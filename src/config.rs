//! Layered dashboard settings.
//!
//! Sources, lowest priority first:
//!
//! 1. built-in defaults
//! 2. a TOML file (`--config`, or `sensorwatch.toml` in the working directory if present)
//! 3. environment variables prefixed with `SENSORWATCH_` (e.g. `SENSORWATCH_BACKEND_URL`)
//! 4. command-line flags
//!
//! ```toml
//! backend_url = "http://127.0.0.1:5000"
//! poll_interval = "30s"
//! live_poll_interval = "5s"
//! history_hours = 24
//! request_timeout = "10s"
//! generate_days = 1
//! log_file = "sensorwatch.log"
//! ```

use std::path::{Path, PathBuf};
use std::time::Duration;

use anyhow::{bail, Context, Result};
use config::{Config, Environment, File};
use serde::{Deserialize, Serialize};

use crate::data::duration;

const ENV_PREFIX: &str = "SENSORWATCH";
const DEFAULT_FILE: &str = "sensorwatch";

/// Effective settings for one dashboard session.
#[derive(Debug, Clone, PartialEq, Deserialize, Serialize)]
pub struct DashboardConfig {
    /// Base URL of the backend REST API.
    pub backend_url: String,
    /// Period of the latest-readings and system-stats poll.
    #[serde(with = "duration::serde_str")]
    pub poll_interval: Duration,
    /// Period of the live sensor poll while it is selected.
    #[serde(with = "duration::serde_str")]
    pub live_poll_interval: Duration,
    /// Window of history shown in the chart.
    pub history_hours: u32,
    #[serde(with = "duration::serde_str")]
    pub request_timeout: Duration,
    /// Days of readings created by "generate test data".
    pub generate_days: u32,
    pub log_file: PathBuf,
}

impl Default for DashboardConfig {
    fn default() -> Self {
        Self {
            backend_url: "http://127.0.0.1:5000".to_string(),
            poll_interval: Duration::from_secs(30),
            live_poll_interval: Duration::from_secs(5),
            history_hours: 24,
            request_timeout: Duration::from_secs(10),
            generate_days: 1,
            log_file: PathBuf::from("sensorwatch.log"),
        }
    }
}

/// Values given on the command line. `None` leaves the lower layers alone.
#[derive(Debug, Clone, Default)]
pub struct ConfigOverrides {
    pub backend_url: Option<String>,
    pub poll_interval: Option<String>,
    pub live_poll_interval: Option<String>,
    pub history_hours: Option<u32>,
    pub log_file: Option<PathBuf>,
}

impl DashboardConfig {
    /// Load settings from every layer.
    ///
    /// An explicit `file` must exist; the default file is optional.
    pub fn load(file: Option<&Path>, overrides: &ConfigOverrides) -> Result<Self> {
        Self::load_with_prefix(file, overrides, ENV_PREFIX)
    }

    fn load_with_prefix(
        file: Option<&Path>,
        overrides: &ConfigOverrides,
        env_prefix: &str,
    ) -> Result<Self> {
        let defaults = Self::default();

        let file_source = match file {
            Some(path) => File::from(path).required(true),
            None => File::with_name(DEFAULT_FILE).required(false),
        };

        let settings = Config::builder()
            .set_default("backend_url", defaults.backend_url)?
            .set_default(
                "poll_interval",
                duration::format_duration(defaults.poll_interval),
            )?
            .set_default(
                "live_poll_interval",
                duration::format_duration(defaults.live_poll_interval),
            )?
            .set_default("history_hours", defaults.history_hours)?
            .set_default(
                "request_timeout",
                duration::format_duration(defaults.request_timeout),
            )?
            .set_default("generate_days", defaults.generate_days)?
            .set_default("log_file", defaults.log_file.to_string_lossy().into_owned())?
            .add_source(file_source)
            .add_source(Environment::with_prefix(env_prefix).try_parsing(true))
            .set_override_option("backend_url", overrides.backend_url.clone())?
            .set_override_option("poll_interval", overrides.poll_interval.clone())?
            .set_override_option("live_poll_interval", overrides.live_poll_interval.clone())?
            .set_override_option("history_hours", overrides.history_hours)?
            .set_override_option(
                "log_file",
                overrides
                    .log_file
                    .as_ref()
                    .map(|p| p.to_string_lossy().into_owned()),
            )?
            .build()
            .context("Failed to read configuration")?;

        let config: DashboardConfig = settings
            .try_deserialize()
            .context("Invalid configuration")?;
        config.validate()?;
        Ok(config)
    }

    fn validate(&self) -> Result<()> {
        if !(self.backend_url.starts_with("http://") || self.backend_url.starts_with("https://")) {
            bail!("backend_url must be an http(s) URL, got '{}'", self.backend_url);
        }
        if self.poll_interval.is_zero() || self.live_poll_interval.is_zero() {
            bail!("Poll intervals must be greater than zero");
        }
        if self.history_hours == 0 {
            bail!("history_hours must be at least 1");
        }
        if self.generate_days == 0 {
            bail!("generate_days must be at least 1");
        }
        Ok(())
    }
}

#[cfg(test)]
mod tests {
    use super::*;
    use std::io::Write;

    fn toml_file(contents: &str) -> tempfile::NamedTempFile {
        let mut file = tempfile::Builder::new().suffix(".toml").tempfile().unwrap();
        file.write_all(contents.as_bytes()).unwrap();
        file
    }

    #[test]
    fn test_defaults() {
        let config =
            DashboardConfig::load_with_prefix(None, &ConfigOverrides::default(), "SWTEST_DEFAULTS")
                .unwrap();
        assert_eq!(config, DashboardConfig::default());
    }

    #[test]
    fn test_file_layer() {
        let file = toml_file(
            r#"
            backend_url = "http://sensors.local:8080"
            poll_interval = "1m"
            history_hours = 6
            "#,
        );

        let config = DashboardConfig::load_with_prefix(
            Some(file.path()),
            &ConfigOverrides::default(),
            "SWTEST_FILE",
        )
        .unwrap();

        assert_eq!(config.backend_url, "http://sensors.local:8080");
        assert_eq!(config.poll_interval, Duration::from_secs(60));
        assert_eq!(config.history_hours, 6);
        assert_eq!(config.live_poll_interval, Duration::from_secs(5));
    }

    #[test]
    fn test_cli_overrides_file() {
        let file = toml_file("poll_interval = \"1m\"\nhistory_hours = 6\n");
        let overrides = ConfigOverrides {
            poll_interval: Some("10s".to_string()),
            history_hours: Some(48),
            ..Default::default()
        };

        let config =
            DashboardConfig::load_with_prefix(Some(file.path()), &overrides, "SWTEST_CLI").unwrap();

        assert_eq!(config.poll_interval, Duration::from_secs(10));
        assert_eq!(config.history_hours, 48);
    }

    #[test]
    fn test_env_layer() {
        std::env::set_var("SWTEST_ENV_BACKEND_URL", "http://10.0.0.5:5000");
        std::env::set_var("SWTEST_ENV_GENERATE_DAYS", "3");

        let config =
            DashboardConfig::load_with_prefix(None, &ConfigOverrides::default(), "SWTEST_ENV")
                .unwrap();

        assert_eq!(config.backend_url, "http://10.0.0.5:5000");
        assert_eq!(config.generate_days, 3);
    }

    #[test]
    fn test_missing_explicit_file_fails() {
        let err = DashboardConfig::load_with_prefix(
            Some(Path::new("/nonexistent/sensorwatch.toml")),
            &ConfigOverrides::default(),
            "SWTEST_MISSING",
        );
        assert!(err.is_err());
    }

    #[test]
    fn test_invalid_values_rejected() {
        let overrides = ConfigOverrides {
            backend_url: Some("sensors.local".to_string()),
            ..Default::default()
        };
        assert!(DashboardConfig::load_with_prefix(None, &overrides, "SWTEST_URL").is_err());

        let overrides = ConfigOverrides {
            poll_interval: Some("soon".to_string()),
            ..Default::default()
        };
        assert!(DashboardConfig::load_with_prefix(None, &overrides, "SWTEST_DUR").is_err());
    }
}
———
_Exercise instructions_:
Copy every line that includes the string "sensors" from the material above.

_Output for this exercise_:
            backend_url = "http://sensors.local:8080"
        assert_eq!(config.backend_url, "http://sensors.local:8080");
            backend_url: Some("sensors.local".to_string()),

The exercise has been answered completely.